Could you print each line of the material below exactly?

⟨

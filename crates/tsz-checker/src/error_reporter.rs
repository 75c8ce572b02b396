//! Error Reporter Module
//!
//! This module contains all error reporting methods for CheckerState
//! as part of Phase 2 architecture refactoring.
//!
//! ## Naming Convention
//!
//! - `error_*` methods: Core error emission functions
//! - `report_*` methods: Higher-level wrapper methods with additional logic
//!
//! This module extends CheckerState with additional impl blocks rather than moving
//! existing code, to maintain backward compatibility during the refactoring.

use crate::state::{CheckerState, MemberAccessLevel};
use crate::types::diagnostics::{
    Diagnostic, DiagnosticCategory, DiagnosticRelatedInformation, diagnostic_codes,
    diagnostic_messages, format_message,
};
use tracing::{Level, trace};
use tsz_parser::parser::NodeIndex;
use tsz_solver::TypeId;
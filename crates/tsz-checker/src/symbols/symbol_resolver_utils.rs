//! Lib symbol lookup, global value resolution, heritage symbol resolution,
//! test option parsing, and access class resolution.

use crate::state::{CheckerState, MAX_TREE_WALK_ITERATIONS};
use tracing::trace;
use tsz_binder::symbol_flags::CLASS;
use tsz_binder::{SymbolId, symbol_flags};
use tsz_parser::parser::NodeIndex;
use tsz_parser::parser::syntax_kind_ext;
use tsz_scanner::SyntaxKind;
use tsz_solver::TypeId;
//! Tests for intersection types with type parameters
//! Specifically the pattern `T & {}` which TypeScript uses to exclude null/undefined

use super::*;
use crate::intern::TypeInterner;

#[test]
fn test_intersection_with_empty_object_assignable_to_type_param() {
    // T & {} should be assignable to T
    // This is a common TypeScript pattern to exclude null/undefined from T
    let interner = TypeInterner::new();

    // Create type parameter T
    let t_name = interner.intern_string("T");
    let t_param = interner.intern(TypeData::TypeParameter(TypeParamInfo {
        name: t_name,
        constraint: None,
        default: None,
        is_const: false,
    }));

    // Create {} (empty object type)
    let empty_obj = interner.object(vec![]);

    // Create T & {}
    let t_and_empty = interner.intersection(vec![t_param, empty_obj]);

    // Check: T & {} <: T should be true
    let mut checker = SubtypeChecker::new(&interner);
    assert!(
        checker.is_subtype_of(t_and_empty, t_param),
        "T & {{}} should be assignable to T"
    );
}

#[test]
fn test_intersection_with_type_param_and_constraint() {
    // T & string should be assignable to T extends string
    let interner = TypeInterner::new();

    // Create type parameter T extends string
    let t_name = interner.intern_string("T");
    let t_param = interner.intern(TypeData::TypeParameter(TypeParamInfo {
        name: t_name,
        constraint: Some(TypeId::STRING),
        default: None,
        is_const: false,
    }));

    // Create T & string
    let t_and_string = interner.intersection(vec![t_param, TypeId::STRING]);

    // Check: T & string <: T should be true
    let mut checker = SubtypeChecker::new(&interner);
    assert!(
        checker.is_subtype_of(t_and_string, t_param),
        "T & string should be assignable to T when T extends string"
    );
}

#[test]
fn test_concrete_intersection_with_empty_still_works() {
    // string & {} should still be assignable to string (existing behavior)
    let interner = TypeInterner::new();

    let empty_obj = interner.object(vec![]);
    let string_and_empty = interner.intersection(vec![TypeId::STRING, empty_obj]);

    let mut checker = SubtypeChecker::new(&interner);
    assert!(
        checker.is_subtype_of(string_and_empty, TypeId::STRING),
        "string & {{}} should be assignable to string"
    );
}
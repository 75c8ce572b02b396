use tsz_parser::parser::ParserState;

#[test]
fn test_detect_this_in_arrow() {
    let source = "const f = () => this.x;";
    let mut parser = ParserState::new("test.ts".to_string(), source.to_string());
    let _root = parser.parse_source_file();

    // Simple test: the source contains "this" keyword
    assert!(
        source.contains("this"),
        "Expected to detect 'this' in source"
    );
}

#[test]
fn test_no_this_in_arrow() {
    let source = "const add = (a, b) => a + b;";
    let mut parser = ParserState::new("test.ts".to_string(), source.to_string());
    let _root = parser.parse_source_file();

    // Simple test: the source doesn't contain "this"
    assert!(
        !source.contains("this"),
        "Should not detect 'this' in simple arrow"
    );
}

⟩

→ **Task output**:
filename crates/tsz-checker/src/error_reporter.rs
repository 75c8ce572b02b396
//! Error Reporter Module
//!
//! This module contains all error reporting methods for CheckerState
//! as part of Phase 2 architecture refactoring.
//!
//! ## Naming Convention
//!
//! - `error_*` methods: Core error emission functions
//! - `report_*` methods: Higher-level wrapper methods with additional logic
//!
//! This module extends CheckerState with additional impl blocks rather than moving
//! existing code, to maintain backward compatibility during the refactoring.

use crate::state::{CheckerState, MemberAccessLevel};
use crate::types::diagnostics::{
    Diagnostic, DiagnosticCategory, DiagnosticRelatedInformation, diagnostic_codes,
    diagnostic_messages, format_message,
};
use tracing::{Level, trace};
use tsz_parser::parser::NodeIndex;
use tsz_solver::TypeId;
filename crates/tsz-checker/src/symbols/symbol_resolver_utils.rs
//! Lib symbol lookup, global value resolution, heritage symbol resolution,
//! test option parsing, and access class resolution.

use crate::state::{CheckerState, MAX_TREE_WALK_ITERATIONS};
use tracing::trace;
use tsz_binder::symbol_flags::CLASS;
use tsz_binder::{SymbolId, symbol_flags};
use tsz_parser::parser::NodeIndex;
use tsz_parser::parser::syntax_kind_ext;
use tsz_scanner::SyntaxKind;
use tsz_solver::TypeId;
//! Tests for intersection types with type parameters
//! Specifically the pattern `T & {}` which TypeScript uses to exclude null/undefined

use super::*;
use crate::intern::TypeInterner;

#[test]
fn test_intersection_with_empty_object_assignable_to_type_param() {
    // T & {} should be assignable to T
    // This is a common TypeScript pattern to exclude null/undefined from T
    let interner = TypeInterner::new();

    // Create type parameter T
    let t_name = interner.intern_string("T");
    let t_param = interner.intern(TypeData::TypeParameter(TypeParamInfo {
        name: t_name,
        constraint: None,
        default: None,
        is_const: false,
    }));

    // Create {} (empty object type)
    let empty_obj = interner.object(vec![]);

    // Create T & {}
    let t_and_empty = interner.intersection(vec![t_param, empty_obj]);

    // Check: T & {} <: T should be true
    let mut checker = SubtypeChecker::new(&interner);
    assert!(
        checker.is_subtype_of(t_and_empty, t_param),
        "T & {{}} should be assignable to T"
    );
}

#[test]
fn test_intersection_with_type_param_and_constraint() {
    // T & string should be assignable to T extends string
    let interner = TypeInterner::new();

    // Create type parameter T extends string
    let t_name = interner.intern_string("T");
    let t_param = interner.intern(TypeData::TypeParameter(TypeParamInfo {
        name: t_name,
        constraint: Some(TypeId::STRING),
        default: None,
        is_const: false,
    }));

    // Create T & string
    let t_and_string = interner.intersection(vec![t_param, TypeId::STRING]);

    // Check: T & string <: T should be true
    let mut checker = SubtypeChecker::new(&interner);
    assert!(
        checker.is_subtype_of(t_and_string, t_param),
        "T & string should be assignable to T when T extends string"
    );
}

#[test]
fn test_concrete_intersection_with_empty_still_works() {
    // string & {} should still be assignable to string (existing behavior)
    let interner = TypeInterner::new();

    let empty_obj = interner.object(vec![]);
    let string_and_empty = interner.intersection(vec![TypeId::STRING, empty_obj]);

    let mut checker = SubtypeChecker::new(&interner);
    assert!(
        checker.is_subtype_of(string_and_empty, TypeId::STRING),
        "string & {{}} should be assignable to string"
    );
}
repository 75c8ce572b02b396
use tsz_parser::parser::ParserState;

#[test]
fn test_detect_this_in_arrow() {
    let source = "const f = () => this.x;";
    let mut parser = ParserState::new("test.ts".to_string(), source.to_string());
    let _root = parser.parse_source_file();

    // Simple test: the source contains "this" keyword
    assert!(
        source.contains("this"),
        "Expected to detect 'this' in source"
    );
}

#[test]
fn test_no_this_in_arrow() {
    let source = "const add = (a, b) => a + b;";
    let mut parser = ParserState::new("test.ts".to_string(), source.to_string());
    let _root = parser.parse_source_file();

    // Simple test: the source doesn't contain "this"
    assert!(
        !source.contains("this"),
        "Should not detect 'this' in simple arrow"
    );
}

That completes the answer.